Flora Snatager werd in 1912 geboren in Veenendaal als dochter van Louis Snatager en Leentje Snatager-van Crevelt. Ze had twee broers: Bernard en Bram. Toen ze 12 jaar was verhuisde ze naar Utrecht. Ze was zeer vroom en hechtte aan een orthodox-Joodse levensstijl. Na de middelbare school werkte zij bij Maison de Nouveauté, een galanteriënzaak. Ze volgde een studie aan de Avondhandelsschool.
In 1938 trad ze in dienst van de NS op de afdeling goederentransport en beheerde de correspondentie betreffende het handelsverkeer tussen Nederland en Frankrijk. Haar carrière verliep voorspoedig. Ze werd echter bij de NS ontslagen vanwege het feit dat ze Jodin was. Na haar ontslag viel ze in een zwart gat. Zij nam de taak op zich haar moeder te verzorgen die inmiddels slecht ter been was.

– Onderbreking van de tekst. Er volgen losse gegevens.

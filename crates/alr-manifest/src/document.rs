//! Line-preserving model of `alire.toml`
//!
//! Only the array-of-tables sections the driver edits are modelled. A
//! section starts at a `[[name]]` header immediately followed by a
//! `key = value` line and extends over the consecutive entry lines below
//! it. Everything else is kept as verbatim text, so rendering an untouched
//! document reproduces its source byte for byte.
//!
//! A section owns at most one blank line above its header. Appended
//! sections bring their own separator, which lets a later removal restore
//! the manifest exactly.

use std::fmt;

use toml_edit::{DocumentMut, Value};

use crate::error::{Error, Result};
use crate::source::PinTarget;

/// Array holding the crate's dependencies
pub const DEPENDS_ON: &str = "depends-on";
/// Array holding the crate's pins
pub const PINS: &str = "pins";

/// A parsed manifest
#[derive(Debug, Clone, PartialEq, Eq)]
pub struct ManifestDocument {
    blocks: Vec<Block>,
}

#[derive(Debug, Clone, PartialEq, Eq)]
enum Block {
    Text(String),
    Section(ArraySection),
}

/// One `[[array]]` header and its entry lines
#[derive(Debug, Clone, PartialEq, Eq)]
pub struct ArraySection {
    leading: String,
    header: String,
    array: String,
    entries: Vec<Entry>,
}

impl ArraySection {
    pub fn array(&self) -> &str {
        &self.array
    }

    pub fn entries(&self) -> &[Entry] {
        &self.entries
    }

    fn render_into(&self, out: &mut String) {
        out.push_str(&self.leading);
        out.push_str(&self.header);
        for entry in &self.entries {
            out.push_str(&entry.line);
        }
    }
}

/// A single `key = value` line of a section
#[derive(Debug, Clone, PartialEq, Eq)]
pub struct Entry {
    key: String,
    line: String,
}

/// Typed value of an [`Entry`]
#[derive(Debug, Clone, PartialEq, Eq)]
pub enum EntryValue {
    /// A version constraint, as in `libfoo = "^1.0"`
    Constraint(String),
    /// An inline table, as in `libfoo = { path = '../libfoo' }`
    Source(PinTarget),
}

impl Entry {
    pub fn key(&self) -> &str {
        &self.key
    }

    /// The line as written, including its line terminator.
    pub fn line(&self) -> &str {
        &self.line
    }

    pub fn value(&self) -> Result<EntryValue> {
        let doc: DocumentMut = self.line.parse().map_err(|e: toml_edit::TomlError| Error::Parse {
            what: format!("entry {}", self.key),
            message: e.message().to_string(),
        })?;
        let value = doc
            .get(&self.key)
            .and_then(|item| item.as_value())
            .ok_or_else(|| Error::invalid(format!("entry {}", self.key), "missing value"))?;

        match value {
            Value::String(s) => Ok(EntryValue::Constraint(s.value().clone())),
            Value::InlineTable(table) => Ok(EntryValue::Source(PinTarget::from_inline(table)?)),
            other => Err(Error::invalid(
                format!("entry {}", self.key),
                format!("unsupported {} value", other.type_name()),
            )),
        }
    }
}

impl ManifestDocument {
    /// Split `source` into text and array sections. Never fails; anything
    /// not recognised as a section stays text.
    pub fn parse(source: &str) -> Self {
        let lines: Vec<&str> = source.split_inclusive('\n').collect();
        let mut blocks = Vec::new();
        let mut text = String::new();
        let mut i = 0;

        while i < lines.len() {
            let line = lines[i];
            let starts_section = lines.get(i + 1).is_some_and(|next| entry_key(next).is_some());
            match header_name(line) {
                Some(array) if starts_section => {
                    let leading = take_blank_line(&mut text);
                    if !text.is_empty() {
                        blocks.push(Block::Text(std::mem::take(&mut text)));
                    }

                    let mut entries = Vec::new();
                    i += 1;
                    while let Some(key) = lines.get(i).and_then(|l| entry_key(l)) {
                        entries.push(Entry {
                            key: key.to_string(),
                            line: lines[i].to_string(),
                        });
                        i += 1;
                    }
                    blocks.push(Block::Section(ArraySection {
                        leading,
                        header: line.to_string(),
                        array: array.to_string(),
                        entries,
                    }));
                }
                _ => {
                    text.push_str(line);
                    i += 1;
                }
            }
        }
        if !text.is_empty() {
            blocks.push(Block::Text(text));
        }

        Self { blocks }
    }

    pub fn render(&self) -> String {
        let mut out = String::new();
        for block in &self.blocks {
            match block {
                Block::Text(text) => out.push_str(text),
                Block::Section(section) => section.render_into(&mut out),
            }
        }
        out
    }

    pub fn sections(&self) -> impl Iterator<Item = &ArraySection> {
        self.blocks.iter().filter_map(|block| match block {
            Block::Section(section) => Some(section),
            Block::Text(_) => None,
        })
    }

    /// All entries of `array`, in document order.
    pub fn entries<'a, 'b>(&'a self, array: &'b str) -> impl Iterator<Item = &'a Entry> + use<'a, 'b> {
        self.sections()
            .filter(move |s| s.array == array)
            .flat_map(|s| s.entries.iter())
    }

    pub fn find(&self, array: &str, key: &str) -> Option<&Entry> {
        self.entries(array).find(|e| e.key == key)
    }

    pub fn contains(&self, array: &str, key: &str) -> bool {
        self.find(array, key).is_some()
    }

    /// Remove the first `key` entry of `array`.
    ///
    /// A section left without entries goes away together with its header
    /// and leading blank line. Returns whether anything was removed.
    pub fn remove(&mut self, array: &str, key: &str) -> bool {
        let position = self.blocks.iter().position(|block| {
            matches!(block, Block::Section(s) if s.array == array && s.entries.iter().any(|e| e.key == key))
        });
        let Some(index) = position else {
            return false;
        };

        if let Block::Section(section) = &mut self.blocks[index] {
            if section.entries.len() > 1 {
                if let Some(at) = section.entries.iter().position(|e| e.key == key) {
                    section.entries.remove(at);
                }
                return true;
            }
        }
        self.blocks.remove(index);
        true
    }

    /// Append `\n[[array]]\n<key> = <value>\n` at the end of the document.
    pub fn append(&mut self, array: &str, key: &str, value: &str) {
        self.ensure_trailing_newline();
        self.blocks.push(Block::Section(ArraySection {
            leading: "\n".to_string(),
            header: format!("[[{array}]]\n"),
            array: array.to_string(),
            entries: vec![Entry {
                key: key.to_string(),
                line: format!("{key} = {value}\n"),
            }],
        }));
    }

    fn ensure_trailing_newline(&mut self) {
        let last = match self.blocks.last_mut() {
            Some(Block::Text(text)) => text,
            Some(Block::Section(section)) => match section.entries.last_mut() {
                Some(entry) => &mut entry.line,
                None => &mut section.header,
            },
            None => return,
        };
        if !last.ends_with('\n') {
            last.push('\n');
        }
    }
}

impl fmt::Display for ManifestDocument {
    fn fmt(&self, f: &mut fmt::Formatter<'_>) -> fmt::Result {
        f.write_str(&self.render())
    }
}

/// Name inside a `[[name]]` header line.
fn header_name(line: &str) -> Option<&str> {
    let inner = line.trim().strip_prefix("[[")?.strip_suffix("]]")?.trim();
    if inner.is_empty() || inner.contains(['[', ']']) {
        return None;
    }
    Some(inner)
}

/// Bare key of a `key = value` line.
fn entry_key(line: &str) -> Option<&str> {
    let (key, _) = line.trim_start().split_once('=')?;
    let key = key.trim();
    let bare = !key.is_empty()
        && key
            .chars()
            .all(|c| c.is_ascii_alphanumeric() || c == '_' || c == '-');
    bare.then_some(key)
}

/// Split a trailing blank line off `text`.
fn take_blank_line(text: &mut String) -> String {
    let Some(body) = text.strip_suffix('\n') else {
        return String::new();
    };
    let start = body.rfind('\n').map_or(0, |i| i + 1);
    if text[start..].trim().is_empty() {
        text.split_off(start)
    } else {
        String::new()
    }
}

Haar ouders waren inmiddels van tafel en bed gescheiden. Flora en haar moeder gingen samen regelmatig naar sjoel. Nadat haar moeder en haar broer Bram waren weggevoerd dook ze onder met haar broer Bernard op een adres waar ook twee vriendinnen van haar ondergedoken waren: de zussen Roza en Greta Kan. Flora en de gezusters Kan waren uiterst gespannen en nerveus. Bernard vertrok al snel naar een ander adres.
Begin augustus 1943 werd Flora verraden en door de Nederlandse politie gearresteerd. Volgens de gegevens op haar registratiekaart komt ze tegelijk met haar broer Bram aan in kamp Westerbork. Op 24 augustus 1943 volgt transport naar Auschwitz. Uit een aantekening bij haar gegevens blijkt dat ze daar meteen na aankomst is vermoord. Zij is echter niet opgenomen in de dodenboeken.